▶ **Assignment**
Search each line of the data for the word "private"; copy every line where it is found.

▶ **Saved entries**

────────────────────

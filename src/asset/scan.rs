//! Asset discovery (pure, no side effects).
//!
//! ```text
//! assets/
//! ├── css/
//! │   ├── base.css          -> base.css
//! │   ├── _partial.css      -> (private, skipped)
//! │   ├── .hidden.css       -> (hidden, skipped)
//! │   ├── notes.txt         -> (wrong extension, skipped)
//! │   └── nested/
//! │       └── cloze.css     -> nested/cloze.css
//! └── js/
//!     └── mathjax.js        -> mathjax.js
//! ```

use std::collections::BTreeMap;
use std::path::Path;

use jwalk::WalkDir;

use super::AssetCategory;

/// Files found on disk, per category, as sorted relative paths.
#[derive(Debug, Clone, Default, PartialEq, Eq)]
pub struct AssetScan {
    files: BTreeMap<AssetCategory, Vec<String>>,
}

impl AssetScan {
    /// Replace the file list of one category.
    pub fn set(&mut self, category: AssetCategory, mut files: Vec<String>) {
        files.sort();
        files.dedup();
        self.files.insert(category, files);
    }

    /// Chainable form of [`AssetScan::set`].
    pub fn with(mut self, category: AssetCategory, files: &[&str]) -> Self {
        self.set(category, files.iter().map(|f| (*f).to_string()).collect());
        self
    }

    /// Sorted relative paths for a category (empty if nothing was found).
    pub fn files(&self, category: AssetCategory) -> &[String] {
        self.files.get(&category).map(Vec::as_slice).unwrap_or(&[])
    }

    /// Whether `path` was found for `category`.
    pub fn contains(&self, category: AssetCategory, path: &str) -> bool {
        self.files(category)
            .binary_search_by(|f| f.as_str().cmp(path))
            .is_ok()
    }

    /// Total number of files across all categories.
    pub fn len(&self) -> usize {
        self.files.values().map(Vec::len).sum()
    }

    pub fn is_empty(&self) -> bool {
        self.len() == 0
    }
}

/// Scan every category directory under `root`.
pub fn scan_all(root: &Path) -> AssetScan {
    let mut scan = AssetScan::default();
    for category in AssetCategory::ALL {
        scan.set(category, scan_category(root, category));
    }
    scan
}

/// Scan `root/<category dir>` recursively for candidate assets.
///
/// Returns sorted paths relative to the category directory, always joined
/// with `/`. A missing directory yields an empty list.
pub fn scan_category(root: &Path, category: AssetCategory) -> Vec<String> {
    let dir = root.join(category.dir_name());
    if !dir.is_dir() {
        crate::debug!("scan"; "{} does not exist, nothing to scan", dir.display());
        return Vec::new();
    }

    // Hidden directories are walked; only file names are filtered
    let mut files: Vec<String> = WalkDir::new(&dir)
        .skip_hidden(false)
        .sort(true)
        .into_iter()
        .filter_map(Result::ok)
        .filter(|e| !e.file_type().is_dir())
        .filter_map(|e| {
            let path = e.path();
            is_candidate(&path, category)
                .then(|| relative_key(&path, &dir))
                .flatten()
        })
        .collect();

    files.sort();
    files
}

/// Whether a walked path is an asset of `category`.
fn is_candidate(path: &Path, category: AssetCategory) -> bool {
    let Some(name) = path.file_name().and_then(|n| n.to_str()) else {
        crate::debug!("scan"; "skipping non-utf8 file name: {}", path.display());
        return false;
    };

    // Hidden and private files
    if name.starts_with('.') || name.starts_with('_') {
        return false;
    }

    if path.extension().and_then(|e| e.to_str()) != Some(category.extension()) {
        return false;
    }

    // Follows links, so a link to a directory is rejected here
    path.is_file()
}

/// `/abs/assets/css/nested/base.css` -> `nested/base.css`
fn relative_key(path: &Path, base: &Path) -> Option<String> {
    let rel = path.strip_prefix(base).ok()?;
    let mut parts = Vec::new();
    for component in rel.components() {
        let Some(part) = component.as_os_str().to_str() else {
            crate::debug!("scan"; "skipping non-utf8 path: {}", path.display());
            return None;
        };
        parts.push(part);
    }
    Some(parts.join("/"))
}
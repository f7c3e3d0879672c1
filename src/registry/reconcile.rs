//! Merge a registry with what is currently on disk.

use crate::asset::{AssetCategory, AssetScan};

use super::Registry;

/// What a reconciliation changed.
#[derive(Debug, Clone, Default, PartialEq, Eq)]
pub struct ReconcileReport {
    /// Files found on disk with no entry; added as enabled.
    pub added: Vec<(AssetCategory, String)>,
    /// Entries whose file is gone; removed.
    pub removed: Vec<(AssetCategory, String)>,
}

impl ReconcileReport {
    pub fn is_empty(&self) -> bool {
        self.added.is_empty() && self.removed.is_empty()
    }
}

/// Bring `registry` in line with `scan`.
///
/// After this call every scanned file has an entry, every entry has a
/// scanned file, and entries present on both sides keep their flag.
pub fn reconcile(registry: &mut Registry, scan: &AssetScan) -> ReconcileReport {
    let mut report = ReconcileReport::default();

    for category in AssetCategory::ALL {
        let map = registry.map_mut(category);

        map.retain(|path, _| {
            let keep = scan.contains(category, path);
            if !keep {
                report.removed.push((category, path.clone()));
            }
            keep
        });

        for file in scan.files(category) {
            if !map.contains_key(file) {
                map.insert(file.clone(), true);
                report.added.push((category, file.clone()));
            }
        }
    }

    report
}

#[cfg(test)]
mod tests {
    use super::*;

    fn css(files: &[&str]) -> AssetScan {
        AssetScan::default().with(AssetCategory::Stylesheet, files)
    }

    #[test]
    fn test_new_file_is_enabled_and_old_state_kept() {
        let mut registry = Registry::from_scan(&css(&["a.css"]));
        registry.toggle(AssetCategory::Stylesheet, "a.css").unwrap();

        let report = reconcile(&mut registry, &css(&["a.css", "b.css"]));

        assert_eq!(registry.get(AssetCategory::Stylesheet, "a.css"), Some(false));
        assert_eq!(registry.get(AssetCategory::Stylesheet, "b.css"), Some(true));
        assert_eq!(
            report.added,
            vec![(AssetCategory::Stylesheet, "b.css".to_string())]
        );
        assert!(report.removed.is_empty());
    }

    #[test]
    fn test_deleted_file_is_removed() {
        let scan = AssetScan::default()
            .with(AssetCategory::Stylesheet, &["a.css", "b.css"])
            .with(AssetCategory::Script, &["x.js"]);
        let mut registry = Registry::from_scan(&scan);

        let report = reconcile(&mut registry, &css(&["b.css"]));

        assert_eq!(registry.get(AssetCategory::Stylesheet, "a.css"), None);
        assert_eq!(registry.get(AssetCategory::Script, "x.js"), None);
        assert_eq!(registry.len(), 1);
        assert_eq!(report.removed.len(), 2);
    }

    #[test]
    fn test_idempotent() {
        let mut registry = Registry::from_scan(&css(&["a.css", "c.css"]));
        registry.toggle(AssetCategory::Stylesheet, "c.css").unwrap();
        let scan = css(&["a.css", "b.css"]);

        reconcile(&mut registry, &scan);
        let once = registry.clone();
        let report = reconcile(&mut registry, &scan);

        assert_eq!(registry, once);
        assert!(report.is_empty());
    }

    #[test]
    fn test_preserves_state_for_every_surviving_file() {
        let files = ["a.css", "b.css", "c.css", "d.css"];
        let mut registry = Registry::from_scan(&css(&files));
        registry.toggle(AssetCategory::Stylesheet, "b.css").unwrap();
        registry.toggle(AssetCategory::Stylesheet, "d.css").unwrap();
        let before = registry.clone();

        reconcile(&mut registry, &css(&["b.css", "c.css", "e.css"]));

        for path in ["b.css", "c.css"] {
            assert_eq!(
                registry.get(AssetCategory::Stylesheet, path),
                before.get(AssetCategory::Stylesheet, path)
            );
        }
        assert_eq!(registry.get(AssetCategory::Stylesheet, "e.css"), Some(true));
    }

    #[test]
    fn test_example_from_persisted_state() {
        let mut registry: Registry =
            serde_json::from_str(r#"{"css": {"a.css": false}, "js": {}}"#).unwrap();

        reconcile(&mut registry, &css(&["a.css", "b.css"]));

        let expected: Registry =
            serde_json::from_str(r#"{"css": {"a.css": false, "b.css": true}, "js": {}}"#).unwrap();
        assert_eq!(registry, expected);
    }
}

────────────────────

▶ **Result for this exercise**
//! │   ├── _partial.css      -> (private, skipped)
    // Hidden and private files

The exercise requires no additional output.